In addition to comparison of expression patterns among homoeoalleles, the differential expression analysis at the whole genome level between the parents and SHW lines performed to characterize the expression changes of the genes between different genomic backgrounds, revealed the large-scale repression of the D subgenome genes. The introgression of chromosomal segments from species in the secondary and tertiary gene pools has resulted in transcriptomic changes in both wheat60,61,62,63 and other polyploid species64,65. Specifically, transcriptomic analysis of wheat × Ambylopyrum muticum introgression lines indicated the suppressed expression of genes in the introgressed segments60. Similarly, a higher proportion of genes in the introgressed region were down regulated in the expression studies of wheat-barley addition lines61. Introgression of alien chromatin segments into a species leads to the suppression of alien transcripts by the host genome; though how the host genome distinguishes the alien genome remains unclear. Combining the D genome from Ae. tauschii with the AB genome in T. turgidum results in analogous responses, hinting that the AB genome acts as the native genome and the D genome as the introduced foreign chromatin in SHWs.

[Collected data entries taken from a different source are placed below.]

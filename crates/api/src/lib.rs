//! Client for the build service REST API.
//!
//! Builds, their files, and the upload URLs those files are sent to are
//! all registered through this API; the file contents themselves travel
//! through resumable upload sessions (see `buildpush-transfer`).

pub mod client;

pub use client::{Client, Error};
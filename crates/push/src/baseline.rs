//! The previous build a push is diffed against.

use buildpush_delta::{BlockHash, Container, read_signature};
use buildpush_protocol::BuildFileKind;
use tracing::info;

use crate::error::PushError;
use crate::remote::BuildApi;

/// Manifest and block signature of the channel's previous build.
#[derive(Debug, Clone, Default, PartialEq)]
pub struct Baseline {
    pub container: Container,
    pub signature: Vec<BlockHash>,
}

impl Baseline {
    /// Baseline of a first push: nothing to reuse.
    pub fn empty() -> Self {
        Self::default()
    }

    pub fn is_empty(&self) -> bool {
        self.container.is_empty() && self.signature.is_empty()
    }
}

/// Fetches the baseline for a build whose parent is `parent_build_id`.
///
/// A parent of `0` means a first push: the baseline is empty and the
/// service is not contacted. Otherwise the parent's signature file is
/// downloaded and decoded; a parent without one is
/// [`PushError::BaselineUnavailable`].
pub async fn resolve_baseline(
    api: &dyn BuildApi,
    parent_build_id: i64,
) -> Result<Baseline, PushError> {
    if parent_build_id == 0 {
        info!("pushing first build");
        return Ok(Baseline::empty());
    }

    info!(parent_build_id, "downloading signature of last build");
    let files = api
        .list_build_files(parent_build_id)
        .await
        .map_err(PushError::remote("list build files"))?;

    let signature_file = files
        .iter()
        .find(|f| f.kind == BuildFileKind::Signature)
        .ok_or(PushError::BaselineUnavailable { parent_build_id })?;

    let data = api
        .download_build_file(parent_build_id, signature_file.id)
        .await
        .map_err(PushError::remote("download signature"))?;

    let (container, signature) =
        tokio::task::spawn_blocking(move || read_signature(data.as_slice())).await??;

    info!(
        files = container.file_count(),
        blocks = signature.len(),
        "baseline signature decoded"
    );
    Ok(Baseline {
        container,
        signature,
    })
}
//! Resumable chunked uploads with progress tracking.
//!
//! A push streams two outputs (patch and signature) to resumable upload
//! sessions. [`bootstrap_session`] opens a session; [`spawn_sink`] starts a
//! task that drains an [`UploadWriter`] into it in chunk groups, retrying
//! transient failures and publishing confirmed byte counts. The
//! [`progress`] module turns those counts into a conservative completion
//! estimate.

mod chunked;
pub mod progress;
mod resumable;
mod session;

#[cfg(any(test, feature = "testing"))]
pub mod testing;

pub use chunked::{content_range, group_size, parse_range_header};
pub use progress::{ProgressEstimator, ProgressFeeds, ProgressSnapshot, format_bytes};
pub use resumable::{SinkConfig, UploadSink, UploadWriter, spawn_sink};
pub use session::{UploadSession, bootstrap_session};

/// Builds the HTTP client used for upload sessions.
///
/// Resumable sessions answer intermediate chunks with `308`, which must
/// reach the sink instead of being followed as a redirect.
pub fn upload_client() -> Result<reqwest::Client, TransferError> {
    Ok(reqwest::Client::builder()
        .redirect(reqwest::redirect::Policy::none())
        .build()?)
}

/// Errors produced by the transfer crate.
#[derive(Debug, thiserror::Error)]
pub enum TransferError {
    #[error("HTTP error: {0}")]
    Http(#[from] reqwest::Error),

    #[error("unexpected status {status}: {body}")]
    UnexpectedStatus { status: u16, body: String },

    #[error("upload session response has no Location header")]
    MissingLocation,

    #[error("invalid URL: {0}")]
    InvalidUrl(String),

    #[error("invalid range: {0}")]
    InvalidRange(String),

    #[error("server confirmed no new bytes")]
    NoProgress,

    #[error("giving up after {attempts} attempts: {last}")]
    RetriesExhausted { attempts: u32, last: String },

    #[error("upload stream dropped before it was closed")]
    Aborted,

    #[error("cancelled")]
    Cancelled,

    #[error("upload task failed: {0}")]
    Task(String),
}

impl TransferError {
    /// Whether retrying the same request may succeed.
    pub fn is_transient(&self) -> bool {
        match self {
            Self::Http(_) | Self::NoProgress => true,
            Self::UnexpectedStatus { status, .. } => *status >= 500 || *status == 429,
            _ => false,
        }
    }
}

#[cfg(test)]
mod tests {
    use super::*;

    #[test]
    fn transient_statuses() {
        let status = |status| TransferError::UnexpectedStatus {
            status,
            body: String::new(),
        };
        assert!(status(503).is_transient());
        assert!(status(429).is_transient());
        assert!(!status(404).is_transient());
        assert!(!TransferError::Cancelled.is_transient());
        assert!(TransferError::NoProgress.is_transient());
    }
}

The outcome of a polyploidization event at the genomic, and consequently at the phenotypic level is dependant on the genetic background of the lines involved in the hybridization event66,67. The assessment of multiple SHW lines derived from diverse tetraploid and diploid accessions showed variability in response to FHB infection, which could not be envisaged based on the FHB responses of the parent68. Similar variability based on genotypic background effects has been observed for yield-related traits of wheat lines with rye introgressions69.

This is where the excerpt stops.